According to certain authors, intelligent extraterrestrial beings called ancient astronauts or ancient aliens have visited Earth, and this contact is connected with the origins or development of human cultures, technologies, and religions. A common variant of the idea include proposals that deities from most, if not all, religions are actually extraterrestrials, and their technologies were taken as evidence of their divine status.
These proposals have been popularized, particularly in the latter half of the 20th century, by writers Erich von Däniken, Zecharia Sitchin, Robert K. G. Temple, and David Icke.[3] Ancient astronauts have been widely used as a plot device in science fiction, but the idea that ancient astronauts actually existed is not taken seriously by most academics, and has received little or no credulous attention in peer reviewed studies.[4]
Details
Proponents of ancient astronaut theories often maintain that humans are either descendants or creations of beings who landed on Earth thousands of years ago. An associated idea is that much of human knowledge, religion, and culture came from extraterrestrial visitors in ancient times, in that ancient astronauts acted as a “mother culture”. Other proposals include the idea that civilization may have evolved on Earth twice, and that the visitation of ancient astronauts may reflect the return of descendants of ancient humans whose population was separated from earthbound humans.[citation needed] These ideas are generally discounted if not ridiculed by the academic and skeptical communities.[5]

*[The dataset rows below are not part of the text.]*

//! Stock debits and the stock transaction audit trail
//!
//! All functions here run inside the caller's transaction: a stock row
//! is locked with `FOR UPDATE` for the whole completion transition, so
//! concurrent completions serialize per product and the availability
//! check stays valid through the debit.

use shared::models::{Stock, StockTransactionType};
use shared::util::snowflake_id;

type BoxError = Box<dyn std::error::Error + Send + Sync>;

/// Lock and fetch the stock row for a product.
pub async fn lock_for_debit(
    tx: &mut sqlx::Transaction<'_, sqlx::Postgres>,
    product_id: i64,
) -> Result<Option<Stock>, BoxError> {
    let row: Option<Stock> = sqlx::query_as(
        "SELECT product_id, quantity, updated_at FROM stock WHERE product_id = $1 FOR UPDATE",
    )
    .bind(product_id)
    .fetch_optional(&mut **tx)
    .await?;
    Ok(row)
}

/// Decrement on-hand quantity. The caller has already verified
/// availability under the row lock.
pub async fn debit(
    tx: &mut sqlx::Transaction<'_, sqlx::Postgres>,
    product_id: i64,
    quantity: i64,
    now: i64,
) -> Result<(), BoxError> {
    sqlx::query("UPDATE stock SET quantity = quantity - $2, updated_at = $3 WHERE product_id = $1")
        .bind(product_id)
        .bind(quantity)
        .bind(now)
        .execute(&mut **tx)
        .await?;
    Ok(())
}

/// Append one audit record for a stock movement.
pub async fn record_transaction(
    tx: &mut sqlx::Transaction<'_, sqlx::Postgres>,
    product_id: i64,
    price: rust_decimal::Decimal,
    quantity: i64,
    transaction_type: StockTransactionType,
    now: i64,
) -> Result<(), BoxError> {
    sqlx::query(
        r#"
        INSERT INTO stock_transactions (id, product_id, price, quantity, transaction_type, created_at)
        VALUES ($1, $2, $3, $4, $5, $6)
        "#,
    )
    .bind(snowflake_id())
    .bind(product_id)
    .bind(price)
    .bind(quantity)
    .bind(transaction_type)
    .bind(now)
    .execute(&mut **tx)
    .await?;
    Ok(())
}
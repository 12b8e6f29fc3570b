//! Order, Line Item & Payment Models

use rust_decimal::Decimal;
use serde::{Deserialize, Serialize};

/// Order lifecycle status
///
/// Stored as TEXT (SCREAMING_SNAKE_CASE). Only the transition to
/// `Completed` carries side effects (stock debit, payment settlement).
#[derive(Debug, Clone, Copy, PartialEq, Eq, Serialize, Deserialize, Default)]
#[serde(rename_all = "SCREAMING_SNAKE_CASE")]
#[cfg_attr(feature = "db", derive(sqlx::Type))]
#[cfg_attr(feature = "db", sqlx(rename_all = "SCREAMING_SNAKE_CASE"))]
pub enum OrderStatus {
    #[default]
    Pending,
    Processing,
    Completed,
    Cancelled,
}

/// Payment settlement status, mirrored from the order status on
/// transitions: `Completed` settles to `Paid`, anything else `Unpaid`
#[derive(Debug, Clone, Copy, PartialEq, Eq, Serialize, Deserialize, Default)]
#[serde(rename_all = "SCREAMING_SNAKE_CASE")]
#[cfg_attr(feature = "db", derive(sqlx::Type))]
#[cfg_attr(feature = "db", sqlx(rename_all = "SCREAMING_SNAKE_CASE"))]
pub enum PaymentStatus {
    Paid,
    #[default]
    Unpaid,
}

/// Order entity
#[derive(Debug, Clone, Serialize, Deserialize)]
#[cfg_attr(feature = "db", derive(sqlx::FromRow))]
pub struct Order {
    pub id: i64,
    pub user_id: i64,
    /// Order timestamp (unix millis)
    pub order_date: i64,
    pub subtotal_amount: Decimal,
    pub shipping_fee: Decimal,
    pub final_amount: Decimal,
    pub shipping_address: String,
    pub shipping_method: String,
    pub status: OrderStatus,
    pub created_at: i64,
    pub updated_at: i64,
}

/// Order line item
///
/// `product_id` is null for ad-hoc/custom items; those cannot pass
/// the completion path (stock resolution fails).
#[derive(Debug, Clone, Serialize, Deserialize)]
#[cfg_attr(feature = "db", derive(sqlx::FromRow))]
pub struct OrderItem {
    pub id: i64,
    pub order_id: i64,
    pub product_id: Option<i64>,
    pub quantity: i64,
    pub original_price: Decimal,
    pub final_price: Decimal,
}

/// Payment record
#[derive(Debug, Clone, Serialize, Deserialize)]
#[cfg_attr(feature = "db", derive(sqlx::FromRow))]
pub struct Payment {
    pub id: i64,
    pub order_id: i64,
    pub payment_method: String,
    /// Payment timestamp (unix millis)
    pub payment_date: i64,
    pub transaction_id: Option<String>,
    pub amount: Decimal,
    pub transaction_status: PaymentStatus,
}

/// Create order payload
///
/// Required fields are `Option` so missing values surface as structured
/// validation errors instead of deserialization failures.
#[derive(Debug, Clone, Serialize, Deserialize)]
pub struct OrderCreate {
    pub user_id: Option<i64>,
    /// Order timestamp (unix millis), defaults to now
    pub order_date: Option<i64>,
    pub subtotal_amount: Option<Decimal>,
    pub shipping_address: Option<String>,
    pub shipping_method: Option<String>,
    /// Defaults to 0
    pub shipping_fee: Option<Decimal>,
    pub final_amount: Option<Decimal>,
    /// Defaults to `Pending`
    pub status: Option<OrderStatus>,
    #[serde(default)]
    pub items: Vec<OrderItemCreate>,
    pub payments: Option<Vec<PaymentCreate>>,
}

/// Create line item payload
#[derive(Debug, Clone, Serialize, Deserialize)]
pub struct OrderItemCreate {
    /// Null for ad-hoc/custom items
    pub product_id: Option<i64>,
    pub quantity: i64,
    pub original_price: Decimal,
    pub final_price: Decimal,
}

/// Create payment payload
#[derive(Debug, Clone, Serialize, Deserialize)]
pub struct PaymentCreate {
    pub payment_method: Option<String>,
    /// Defaults to now
    pub payment_date: Option<i64>,
    pub transaction_id: Option<String>,
    pub amount: Option<Decimal>,
    /// Defaults to `Unpaid`
    pub transaction_status: Option<PaymentStatus>,
}

/// Order summary row with joined user data (for list views)
#[derive(Debug, Clone, Serialize, Deserialize)]
#[cfg_attr(feature = "db", derive(sqlx::FromRow))]
pub struct OrderSummary {
    pub id: i64,
    pub user_id: i64,
    pub user_name: String,
    pub order_date: i64,
    pub final_amount: Decimal,
    pub status: OrderStatus,
    pub item_count: i64,
}

/// Full order aggregate (order + line items + payments)
#[derive(Debug, Clone, Serialize, Deserialize)]
pub struct OrderDetail {
    #[serde(flatten)]
    pub order: Order,
    pub items: Vec<OrderItem>,
    pub payments: Vec<Payment>,
}

#[cfg(test)]
mod tests {
    use super::*;

    #[test]
    fn test_order_status_serde() {
        assert_eq!(
            serde_json::to_string(&OrderStatus::Pending).unwrap(),
            "\"PENDING\""
        );
        assert_eq!(
            serde_json::to_string(&OrderStatus::Completed).unwrap(),
            "\"COMPLETED\""
        );

        let status: OrderStatus = serde_json::from_str("\"PROCESSING\"").unwrap();
        assert_eq!(status, OrderStatus::Processing);

        let status: OrderStatus = serde_json::from_str("\"CANCELLED\"").unwrap();
        assert_eq!(status, OrderStatus::Cancelled);
    }

    #[test]
    fn test_order_status_rejects_unknown() {
        let result: Result<OrderStatus, _> = serde_json::from_str("\"SHIPPED\"");
        assert!(result.is_err());
    }

    #[test]
    fn test_order_status_default() {
        assert_eq!(OrderStatus::default(), OrderStatus::Pending);
    }

    #[test]
    fn test_payment_status_serde() {
        assert_eq!(
            serde_json::to_string(&PaymentStatus::Paid).unwrap(),
            "\"PAID\""
        );
        assert_eq!(
            serde_json::to_string(&PaymentStatus::Unpaid).unwrap(),
            "\"UNPAID\""
        );
    }

    #[test]
    fn test_order_create_deserialize_minimal() {
        let json = r#"{
            "user_id": 1,
            "subtotal_amount": "25.00",
            "shipping_address": "1 Main St",
            "shipping_method": "STANDARD",
            "final_amount": "30.00",
            "items": [
                {"product_id": 7, "quantity": 2, "original_price": "12.50", "final_price": "12.50"}
            ]
        }"#;

        let payload: OrderCreate = serde_json::from_str(json).unwrap();
        assert_eq!(payload.user_id, Some(1));
        assert!(payload.order_date.is_none());
        assert!(payload.shipping_fee.is_none());
        assert!(payload.status.is_none());
        assert_eq!(payload.items.len(), 1);
        assert_eq!(payload.items[0].quantity, 2);
        assert!(payload.payments.is_none());
    }

    #[test]
    fn test_order_create_deserialize_missing_items() {
        // Missing items deserializes to an empty list; validation catches it
        let json = r#"{"user_id": 1}"#;
        let payload: OrderCreate = serde_json::from_str(json).unwrap();
        assert!(payload.items.is_empty());
    }

    #[test]
    fn test_order_detail_flattens_order() {
        let detail = OrderDetail {
            order: Order {
                id: 10,
                user_id: 1,
                order_date: 1_700_000_000_000,
                subtotal_amount: Decimal::new(2500, 2),
                shipping_fee: Decimal::new(500, 2),
                final_amount: Decimal::new(3000, 2),
                shipping_address: "1 Main St".to_string(),
                shipping_method: "STANDARD".to_string(),
                status: OrderStatus::Pending,
                created_at: 1_700_000_000_000,
                updated_at: 1_700_000_000_000,
            },
            items: vec![],
            payments: vec![],
        };

        let json = serde_json::to_value(&detail).unwrap();
        assert_eq!(json["id"], 10);
        assert_eq!(json["status"], "PENDING");
        assert!(json["items"].as_array().unwrap().is_empty());
    }
}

Proponents argue that the evidence for ancient astronauts comes from supposed gaps in historical and archaeological records, and they also maintain that absent or incomplete explanations of historical or archaeological data point to the existence of ancient astronauts. The evidence is said to include archaeological artifacts that they argue are anachronistic or beyond the presumed technical capabilities of the historical cultures with which they are associated (sometimes referred to as "Out-of-place artifacts"); and artwork and legends which are interpreted as depicting extraterrestrial contact or technologies.
Mainstream academics, when they comment at all on such proposals, have responded that gaps in contemporary knowledge of the past need not demonstrate that such speculative ancient astronaut ideas are a necessary, or even plausible, conclusion to draw.[6] Academic researchers in related disciplines generally maintain that there is no evidence to support the proposals of ancient astronauts or paleocontact. Francis Crick, the co-discoverer of the double helix structure of DNA, however strongly believed in what he called panspermia, the concept that earth was 'seeded' with life, probably in the form of bluegreen algae, by intelligent extraterrestrial species, for the purpose of ensuring life's continuity. He believed that this could have been done on any number of planets of this class, possibly using unmanned shuttles. He talks at length about this theory in his book Life Itself.
Scientific consideration
In their 1966 book Intelligent Life in the Universe[7] astrophysicists I.S. Shklovski and Carl Sagan devote a chapter[8] to arguments that scientists and historians should seriously consider the possibility that extraterrestrial contact occurred during recorded history. However, Shklovski and Sagan stressed that these ideas were speculative and unproven.
Shklovski and Sagan argued that sub-lightspeed interstellar travel by extraterrestrial life was a certainty when considering technologies that were established or feasible in the late '60s;[9] that repeated instances of extraterrestrial visitation to Earth were plausible;[10] and that pre-scientific narratives can offer a potentially reliable means of describing contact with outsiders.[11] Additionally, Shklovski and Sagan cited tales of Oannes, a fishlike being attributed with teaching agriculture, mathematics, and the arts to early Sumerians, as deserving closer scrutiny as a possible instance of paleocontact due to its consistency and detail.[12]
In his 1979 book Broca's Brain, Sagan[13] suggested that he and Shklovski might have inspired the wave of '70s ancient astronaut books, expressing disapproval of "von Däniken and other uncritical writers" who seemingly built on these ideas not as guarded speculations but as "valid evidence of extraterrestrial contact." Sagan argued that while many legends, artifacts, and purported out-of-place artifacts were cited in support of ancient astronaut theories, "very few require more than passing mention" and could be easily explained with more conventional theories. Sagan also reiterated his earlier conclusion that extraterrestrial visits to Earth were possible but unproven, and perhaps improbable.